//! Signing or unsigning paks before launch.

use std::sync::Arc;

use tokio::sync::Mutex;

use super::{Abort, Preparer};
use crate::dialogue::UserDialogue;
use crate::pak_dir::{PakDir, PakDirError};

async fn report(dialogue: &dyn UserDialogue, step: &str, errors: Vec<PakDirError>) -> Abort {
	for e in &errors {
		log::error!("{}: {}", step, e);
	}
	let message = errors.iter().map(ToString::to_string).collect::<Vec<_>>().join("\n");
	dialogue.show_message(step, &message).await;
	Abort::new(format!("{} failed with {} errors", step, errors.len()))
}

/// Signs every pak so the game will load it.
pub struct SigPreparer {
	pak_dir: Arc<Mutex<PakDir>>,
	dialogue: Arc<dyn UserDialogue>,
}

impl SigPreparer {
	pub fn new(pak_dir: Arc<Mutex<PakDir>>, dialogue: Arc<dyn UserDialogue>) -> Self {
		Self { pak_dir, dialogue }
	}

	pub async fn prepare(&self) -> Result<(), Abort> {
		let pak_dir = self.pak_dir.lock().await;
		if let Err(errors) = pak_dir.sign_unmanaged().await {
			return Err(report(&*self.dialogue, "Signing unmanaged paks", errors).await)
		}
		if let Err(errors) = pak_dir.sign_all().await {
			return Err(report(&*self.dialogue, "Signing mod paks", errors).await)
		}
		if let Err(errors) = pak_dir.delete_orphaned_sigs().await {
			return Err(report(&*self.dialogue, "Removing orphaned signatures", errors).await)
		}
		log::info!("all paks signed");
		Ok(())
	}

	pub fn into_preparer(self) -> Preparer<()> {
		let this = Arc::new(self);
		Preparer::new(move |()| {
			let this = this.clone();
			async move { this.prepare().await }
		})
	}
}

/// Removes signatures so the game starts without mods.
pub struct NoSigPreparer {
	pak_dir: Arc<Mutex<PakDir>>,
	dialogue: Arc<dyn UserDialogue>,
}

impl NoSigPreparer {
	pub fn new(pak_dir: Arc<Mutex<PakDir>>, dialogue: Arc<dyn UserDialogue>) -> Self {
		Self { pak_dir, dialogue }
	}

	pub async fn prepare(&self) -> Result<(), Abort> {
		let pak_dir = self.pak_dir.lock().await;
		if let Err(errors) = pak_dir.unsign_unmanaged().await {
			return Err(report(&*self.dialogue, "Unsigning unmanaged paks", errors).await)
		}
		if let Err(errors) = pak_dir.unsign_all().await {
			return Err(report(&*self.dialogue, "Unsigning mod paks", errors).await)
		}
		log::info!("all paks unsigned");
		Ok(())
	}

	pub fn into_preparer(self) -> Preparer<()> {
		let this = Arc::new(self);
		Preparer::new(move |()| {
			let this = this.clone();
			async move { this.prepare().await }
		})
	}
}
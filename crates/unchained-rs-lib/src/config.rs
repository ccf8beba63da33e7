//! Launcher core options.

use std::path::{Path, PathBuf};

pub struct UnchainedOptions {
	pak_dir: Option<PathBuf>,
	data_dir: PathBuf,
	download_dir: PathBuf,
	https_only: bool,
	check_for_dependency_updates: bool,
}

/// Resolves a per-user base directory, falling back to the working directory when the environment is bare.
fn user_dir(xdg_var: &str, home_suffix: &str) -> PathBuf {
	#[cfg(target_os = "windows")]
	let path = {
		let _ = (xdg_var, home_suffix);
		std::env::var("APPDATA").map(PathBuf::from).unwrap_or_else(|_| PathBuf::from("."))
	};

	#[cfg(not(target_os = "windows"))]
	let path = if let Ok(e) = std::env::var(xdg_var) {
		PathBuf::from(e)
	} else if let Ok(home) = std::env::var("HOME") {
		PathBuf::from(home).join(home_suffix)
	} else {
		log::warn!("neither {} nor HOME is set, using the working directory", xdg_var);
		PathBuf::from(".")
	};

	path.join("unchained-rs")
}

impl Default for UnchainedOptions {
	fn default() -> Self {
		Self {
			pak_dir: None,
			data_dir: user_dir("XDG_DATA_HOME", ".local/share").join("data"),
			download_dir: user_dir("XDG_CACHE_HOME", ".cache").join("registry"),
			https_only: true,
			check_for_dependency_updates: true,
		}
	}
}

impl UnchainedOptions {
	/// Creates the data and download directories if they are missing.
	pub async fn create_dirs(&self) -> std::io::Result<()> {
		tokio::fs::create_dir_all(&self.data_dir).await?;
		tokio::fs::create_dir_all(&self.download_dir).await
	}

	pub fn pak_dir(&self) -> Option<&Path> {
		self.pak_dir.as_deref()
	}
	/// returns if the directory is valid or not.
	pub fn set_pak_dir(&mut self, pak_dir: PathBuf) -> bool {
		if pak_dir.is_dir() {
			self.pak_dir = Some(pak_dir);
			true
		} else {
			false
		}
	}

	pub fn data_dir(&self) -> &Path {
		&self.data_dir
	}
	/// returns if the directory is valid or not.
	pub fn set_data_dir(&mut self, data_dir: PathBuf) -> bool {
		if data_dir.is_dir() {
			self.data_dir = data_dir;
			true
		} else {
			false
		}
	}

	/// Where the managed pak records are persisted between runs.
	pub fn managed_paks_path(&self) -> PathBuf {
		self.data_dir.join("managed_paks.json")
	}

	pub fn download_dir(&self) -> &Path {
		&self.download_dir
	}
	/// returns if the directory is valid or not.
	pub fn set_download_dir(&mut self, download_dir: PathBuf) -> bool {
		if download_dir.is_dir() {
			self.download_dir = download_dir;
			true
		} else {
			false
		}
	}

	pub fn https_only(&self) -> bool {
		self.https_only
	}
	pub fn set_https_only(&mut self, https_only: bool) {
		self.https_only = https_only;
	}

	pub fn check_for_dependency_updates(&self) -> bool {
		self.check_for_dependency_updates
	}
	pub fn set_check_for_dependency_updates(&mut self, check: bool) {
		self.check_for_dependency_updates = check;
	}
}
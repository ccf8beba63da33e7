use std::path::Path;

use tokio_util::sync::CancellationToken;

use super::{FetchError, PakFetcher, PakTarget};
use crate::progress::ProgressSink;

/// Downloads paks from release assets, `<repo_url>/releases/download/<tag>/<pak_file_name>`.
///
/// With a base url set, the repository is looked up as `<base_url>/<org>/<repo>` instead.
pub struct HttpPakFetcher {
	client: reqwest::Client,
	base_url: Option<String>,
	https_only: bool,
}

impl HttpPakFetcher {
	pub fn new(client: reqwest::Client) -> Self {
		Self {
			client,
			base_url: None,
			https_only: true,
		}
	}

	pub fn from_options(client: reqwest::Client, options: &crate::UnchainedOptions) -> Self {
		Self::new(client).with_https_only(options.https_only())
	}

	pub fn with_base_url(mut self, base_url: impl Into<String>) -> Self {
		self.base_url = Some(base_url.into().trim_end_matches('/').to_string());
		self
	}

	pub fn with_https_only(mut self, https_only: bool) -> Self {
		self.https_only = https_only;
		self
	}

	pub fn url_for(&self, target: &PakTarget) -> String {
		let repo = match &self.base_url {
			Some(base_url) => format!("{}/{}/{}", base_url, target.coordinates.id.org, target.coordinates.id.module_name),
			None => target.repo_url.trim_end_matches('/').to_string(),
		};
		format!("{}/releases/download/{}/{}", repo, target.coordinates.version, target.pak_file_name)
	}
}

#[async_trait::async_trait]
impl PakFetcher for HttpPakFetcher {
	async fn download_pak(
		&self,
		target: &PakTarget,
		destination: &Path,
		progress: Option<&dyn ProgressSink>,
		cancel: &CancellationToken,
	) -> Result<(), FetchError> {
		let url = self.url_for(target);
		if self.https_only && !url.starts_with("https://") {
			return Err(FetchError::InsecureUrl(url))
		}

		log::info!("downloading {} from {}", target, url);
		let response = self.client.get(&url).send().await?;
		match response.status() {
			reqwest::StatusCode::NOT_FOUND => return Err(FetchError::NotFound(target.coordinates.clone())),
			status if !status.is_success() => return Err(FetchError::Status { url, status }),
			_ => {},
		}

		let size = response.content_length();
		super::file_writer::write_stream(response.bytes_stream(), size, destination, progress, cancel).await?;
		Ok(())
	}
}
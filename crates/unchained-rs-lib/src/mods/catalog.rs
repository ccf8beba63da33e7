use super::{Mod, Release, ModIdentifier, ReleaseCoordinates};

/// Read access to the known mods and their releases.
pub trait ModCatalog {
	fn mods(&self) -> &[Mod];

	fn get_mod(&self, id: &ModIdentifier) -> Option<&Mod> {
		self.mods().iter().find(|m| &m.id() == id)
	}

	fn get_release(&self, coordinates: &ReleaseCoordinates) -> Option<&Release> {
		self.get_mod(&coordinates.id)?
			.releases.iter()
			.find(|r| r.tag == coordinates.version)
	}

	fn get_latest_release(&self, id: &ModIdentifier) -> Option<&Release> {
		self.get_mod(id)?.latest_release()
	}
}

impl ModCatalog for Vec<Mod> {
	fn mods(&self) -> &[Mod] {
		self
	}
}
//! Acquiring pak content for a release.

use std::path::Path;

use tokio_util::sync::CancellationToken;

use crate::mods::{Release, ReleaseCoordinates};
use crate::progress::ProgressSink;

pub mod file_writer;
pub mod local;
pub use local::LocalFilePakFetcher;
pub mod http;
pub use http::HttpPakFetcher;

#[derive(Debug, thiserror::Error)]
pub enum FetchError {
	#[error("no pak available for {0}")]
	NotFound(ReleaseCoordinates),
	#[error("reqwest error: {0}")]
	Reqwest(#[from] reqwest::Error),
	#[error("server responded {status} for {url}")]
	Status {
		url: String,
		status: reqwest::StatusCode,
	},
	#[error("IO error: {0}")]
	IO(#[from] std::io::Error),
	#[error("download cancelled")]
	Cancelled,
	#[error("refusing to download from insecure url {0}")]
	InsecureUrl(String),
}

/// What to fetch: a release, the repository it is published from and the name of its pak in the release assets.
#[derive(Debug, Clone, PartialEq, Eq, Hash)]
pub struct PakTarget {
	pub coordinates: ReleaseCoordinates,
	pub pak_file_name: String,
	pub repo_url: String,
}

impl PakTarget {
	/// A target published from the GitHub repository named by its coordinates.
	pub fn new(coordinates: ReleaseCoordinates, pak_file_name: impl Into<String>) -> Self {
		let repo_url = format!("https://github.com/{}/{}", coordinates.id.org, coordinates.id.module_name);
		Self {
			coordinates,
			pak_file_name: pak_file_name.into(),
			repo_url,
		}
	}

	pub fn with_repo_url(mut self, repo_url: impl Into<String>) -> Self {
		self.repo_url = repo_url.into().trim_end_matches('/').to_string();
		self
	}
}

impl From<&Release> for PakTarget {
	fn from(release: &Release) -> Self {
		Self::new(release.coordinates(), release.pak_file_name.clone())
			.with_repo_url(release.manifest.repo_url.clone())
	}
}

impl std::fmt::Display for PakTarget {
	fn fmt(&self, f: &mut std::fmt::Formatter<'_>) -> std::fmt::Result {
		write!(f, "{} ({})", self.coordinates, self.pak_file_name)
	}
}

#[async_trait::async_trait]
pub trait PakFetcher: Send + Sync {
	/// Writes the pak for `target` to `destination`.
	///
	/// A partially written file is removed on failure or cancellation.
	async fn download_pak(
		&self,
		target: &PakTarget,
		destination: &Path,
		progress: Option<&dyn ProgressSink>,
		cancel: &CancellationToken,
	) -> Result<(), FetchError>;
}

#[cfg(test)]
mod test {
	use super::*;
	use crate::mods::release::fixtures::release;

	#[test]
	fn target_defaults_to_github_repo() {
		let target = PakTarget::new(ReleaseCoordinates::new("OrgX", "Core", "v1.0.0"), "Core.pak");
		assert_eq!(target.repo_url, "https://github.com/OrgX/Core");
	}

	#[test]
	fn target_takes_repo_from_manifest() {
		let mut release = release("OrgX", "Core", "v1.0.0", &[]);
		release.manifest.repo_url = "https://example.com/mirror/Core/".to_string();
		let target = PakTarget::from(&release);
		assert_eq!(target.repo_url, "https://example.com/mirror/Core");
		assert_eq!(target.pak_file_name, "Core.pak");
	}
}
::::
Your reply must be one number: the count of lines in the records above that contain the string "Result".

6